Breast cancer remains the most commonly diagnosed cancer among women worldwide. According to the World Health Organization (WHO), approximately 2.3 million women were diagnosed with breast cancer globally in 2022, with about 670,000 deaths.
Bangladeshi researcher Umme Habiba, a PhD candidate in Mathematical and Statistical Sciences at the University of Texas Rio Grande Valley (UTRGV), USA, is developing an artificial intelligence model aimed at improving drug response prediction in breast cancer treatment.
Her research integrates advanced mathematics, multi-omics biological data, and transformer-based deep learning to analyze complex genetic information related to cancer.
Habiba’s earlier research focused on nonlinear fractional partial differential equations (PDEs), where fractional operators were used to model systems with nonlocal and memory-dependent dynamics. This mathematical background naturally supports her current work in machine learning for biomedical systems, where large-scale biological data also involve complex nonlinear interactions. In both areas, her work focuses on designing structured mathematical representations that simplify complex systems.

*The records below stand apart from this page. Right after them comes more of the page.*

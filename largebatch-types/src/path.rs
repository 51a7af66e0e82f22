use serde::{Deserialize, Serialize};
use std::fmt;
use std::str::FromStr;
use thiserror::Error;

/// Errors produced when parsing document or field paths.
#[derive(Error, Debug, Clone, PartialEq, Eq)]
pub enum PathError {
    #[error("path is empty")]
    Empty,
    #[error("path '{0}' contains an empty segment")]
    EmptySegment(String),
    #[error("document path '{0}' must have an even number of segments")]
    NotADocument(String),
}

/// Reference to a single document, e.g. `users/alice` or
/// `users/alice/orders/42`.
///
/// Segments alternate between collection ids and document ids, so a valid
/// document path always has an even number of non-empty segments.
///
/// # Examples
///
/// ```
/// use largebatch_types::path::DocumentPath;
///
/// let doc = DocumentPath::new("users/alice/orders/42").unwrap();
/// assert_eq!(doc.collection(), "orders");
/// assert_eq!(doc.id(), "42");
/// assert!(DocumentPath::new("users").is_err());
/// ```
#[derive(Debug, Clone, PartialEq, Eq, PartialOrd, Ord, Hash, Serialize, Deserialize)]
#[serde(try_from = "String", into = "String")]
pub struct DocumentPath(String);

impl DocumentPath {
    pub fn new(path: impl Into<String>) -> Result<Self, PathError> {
        let path = path.into();
        let trimmed = path.trim_matches('/');
        if trimmed.is_empty() {
            return Err(PathError::Empty);
        }

        if trimmed.split('/').any(str::is_empty) {
            return Err(PathError::EmptySegment(path.clone()));
        }
        if trimmed.split('/').count() % 2 != 0 {
            return Err(PathError::NotADocument(path.clone()));
        }

        Ok(Self(trimmed.to_string()))
    }

    /// Build a path from a collection id and a document id.
    pub fn from_parts(collection: &str, id: &str) -> Result<Self, PathError> {
        Self::new(format!("{collection}/{id}"))
    }

    pub fn as_str(&self) -> &str {
        &self.0
    }

    /// Id of the collection that directly contains this document.
    pub fn collection(&self) -> &str {
        self.segments().rev().nth(1).unwrap_or_default()
    }

    /// Id of the document within its collection.
    pub fn id(&self) -> &str {
        self.segments().next_back().unwrap_or_default()
    }

    pub fn segments(&self) -> impl DoubleEndedIterator<Item = &str> {
        self.0.split('/')
    }
}

impl fmt::Display for DocumentPath {
    fn fmt(&self, f: &mut fmt::Formatter<'_>) -> fmt::Result {
        f.write_str(&self.0)
    }
}

impl FromStr for DocumentPath {
    type Err = PathError;

    fn from_str(s: &str) -> Result<Self, Self::Err> {
        Self::new(s)
    }
}

impl TryFrom<String> for DocumentPath {
    type Error = PathError;

    fn try_from(value: String) -> Result<Self, Self::Error> {
        Self::new(value)
    }
}

impl TryFrom<&str> for DocumentPath {
    type Error = PathError;

    fn try_from(value: &str) -> Result<Self, Self::Error> {
        Self::new(value)
    }
}

impl From<DocumentPath> for String {
    fn from(value: DocumentPath) -> Self {
        value.0
    }
}

/// Dotted path to a (possibly nested) field inside a document, e.g.
/// `profile.address.city`.
#[derive(Debug, Clone, PartialEq, Eq, PartialOrd, Ord, Hash, Serialize, Deserialize)]
#[serde(try_from = "String", into = "String")]
pub struct FieldPath(Vec<String>);

impl FieldPath {
    pub fn new(path: &str) -> Result<Self, PathError> {
        if path.is_empty() {
            return Err(PathError::Empty);
        }
        let segments: Vec<String> = path.split('.').map(str::to_string).collect();
        if segments.iter().any(String::is_empty) {
            return Err(PathError::EmptySegment(path.to_string()));
        }
        Ok(Self(segments))
    }

    /// Build a path from already separated segments. Segments may contain
    /// dots, which is how field names with literal dots are addressed.
    pub fn from_segments<I, S>(segments: I) -> Result<Self, PathError>
    where
        I: IntoIterator<Item = S>,
        S: Into<String>,
    {
        let segments: Vec<String> = segments.into_iter().map(Into::into).collect();
        if segments.is_empty() {
            return Err(PathError::Empty);
        }
        if segments.iter().any(String::is_empty) {
            return Err(PathError::EmptySegment(segments.join(".")));
        }
        Ok(Self(segments))
    }

    pub fn segments(&self) -> &[String] {
        &self.0
    }
}

impl fmt::Display for FieldPath {
    fn fmt(&self, f: &mut fmt::Formatter<'_>) -> fmt::Result {
        f.write_str(&self.0.join("."))
    }
}

impl FromStr for FieldPath {
    type Err = PathError;

    fn from_str(s: &str) -> Result<Self, Self::Err> {
        Self::new(s)
    }
}

impl TryFrom<String> for FieldPath {
    type Error = PathError;

    fn try_from(value: String) -> Result<Self, Self::Error> {
        Self::new(&value)
    }
}

impl TryFrom<&str> for FieldPath {
    type Error = PathError;

    fn try_from(value: &str) -> Result<Self, Self::Error> {
        Self::new(value)
    }
}

impl From<FieldPath> for String {
    fn from(value: FieldPath) -> Self {
        value.to_string()
    }
}
use tokio::sync::watch;
use tokio::task::JoinHandle;
use tokio::time::{interval, Duration, MissedTickBehavior};

use crate::core::state::AppState;

/// Starts the registry sweep. Send `true` on the paired sender to stop it.
pub(crate) fn spawn(state: AppState) -> (watch::Sender<bool>, JoinHandle<()>) {
    let (shutdown_tx, shutdown_rx) = watch::channel(false);
    let period = Duration::from_secs(state.settings().exam().sweep_interval_seconds);
    let handle = tokio::spawn(sweep_sessions_loop(state, period, shutdown_rx));
    (shutdown_tx, handle)
}

async fn sweep_sessions_loop(state: AppState, period: Duration, mut shutdown: watch::Receiver<bool>) {
    let mut tick = interval(period);
    tick.set_missed_tick_behavior(MissedTickBehavior::Delay);
    loop {
        tokio::select! {
            _ = shutdown.changed() => break,
            _ = tick.tick() => {
                let report = state.sessions().sweep().await;
                if report.retried > 0 || report.evicted > 0 {
                    tracing::info!(
                        retried = report.retried,
                        completed = report.completed,
                        evicted = report.evicted,
                        "Swept exam sessions"
                    );
                }
            }
        }
    }
}

#[cfg(test)]
mod tests {
    use std::sync::Arc;

    use super::*;
    use crate::core::config::Settings;
    use crate::schemas::submission::SubmitTrigger;
    use crate::services::grade_bands::GradingScale;
    use crate::session::controller::{ExamSession, SessionPhase};
    use crate::test_support::{self, sample_exam, FakeExamSource, FakeGradingService};

    #[tokio::test(start_paused = true)]
    async fn sweep_loop_evicts_completed_sessions_until_stopped() {
        let _guard = test_support::env_lock().await;
        test_support::set_test_env();
        std::env::set_var("COMPLETED_SESSION_RETENTION_SECONDS", "60");
        std::env::set_var("SESSION_SWEEP_INTERVAL_SECONDS", "10");
        let settings = Settings::load().expect("settings");
        test_support::set_test_env();

        let grading = Arc::new(FakeGradingService::scoring(75.0));
        let state = AppState::new(
            settings,
            Arc::new(FakeExamSource::with_exam(sample_exam("exam1", 30))),
            grading.clone(),
        );

        let session = ExamSession::new("exam1", "student7", grading, GradingScale::default())
            .expect("session");
        session.start(state.exams().as_ref()).await.expect("start");
        state.sessions().insert(session.clone()).await.expect("insert");
        session.submit(SubmitTrigger::Manual).await.expect("submit");

        let (shutdown_tx, handle) = spawn(state.clone());

        tokio::time::sleep(Duration::from_secs(30)).await;
        assert!(state.sessions().get(session.id()).await.is_some());

        tokio::time::sleep(Duration::from_secs(45)).await;
        assert!(state.sessions().get(session.id()).await.is_none());
        assert_eq!(session.phase(), SessionPhase::Completed);

        shutdown_tx.send(true).expect("sweeper listening");
        handle.await.expect("sweeper stopped");
    }
}
use crate::schemas::exam::{ExamDefinition, ExamOrigin, Question, QuestionKind};

const PLACEHOLDER_TITLE: &str = "Sample Exam";
const PLACEHOLDER_DURATION_MINUTES: u32 = 60;
const PLACEHOLDER_MARKS: u32 = 5;

const PLACEHOLDER_QUESTIONS: &[(&str, &str)] = &[
    ("q1", "What is 2 + 2?"),
    ("q2", "What is the capital of France?"),
    ("q3", "What is 10 * 5?"),
];

/// Stand-in exam used when the real definition cannot be loaded. Keeps the
/// requested id so a later submission is still attributed to it.
pub(crate) fn placeholder_exam(exam_id: &str) -> ExamDefinition {
    let questions = PLACEHOLDER_QUESTIONS
        .iter()
        .map(|(id, text)| Question {
            id: (*id).to_string(),
            text: (*text).to_string(),
            kind: QuestionKind::MultipleChoice,
            marks: PLACEHOLDER_MARKS,
        })
        .collect();

    ExamDefinition {
        id: exam_id.to_string(),
        title: PLACEHOLDER_TITLE.to_string(),
        duration_minutes: PLACEHOLDER_DURATION_MINUTES,
        questions,
        origin: ExamOrigin::Manual,
        grading_scale: None,
    }
}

Building on this foundation, her current research maps gene-level biological information to known biological pathways, and then groups related pathways into higher-level structures called super-pathways, representing coordinated cellular processes. These super-pathways serve as structured tokens in a transformer-based artificial intelligence model used to predict cancer subtypes and drug response patterns. The framework can also incorporate PDE-inspired constraints as part of the training loss function, integrating mathematical modeling with modern deep learning approaches.
Modern cancer research increasingly relies on large-scale genomic and molecular data to understand why patients respond differently to the same treatment. However, interpreting these complex datasets remains a major scientific challenge. Advanced computational models that can analyze multi-omics data and uncover meaningful biological patterns are becoming essential tools for improving cancer treatment strategies.
By combining mathematical modeling with artificial intelligence, Habiba’s research aims to develop more interpretable and reliable predictive systems for biomedical applications. Such approaches could help researchers better understand the biological mechanisms behind drug response and support the development of more personalized cancer therapies in the future.
Researchers believe that data-driven artificial intelligence systems, such as the one being developed by Habiba, could contribute to these global efforts by helping physicians better understand treatment response and move toward more effective precision oncology strategies.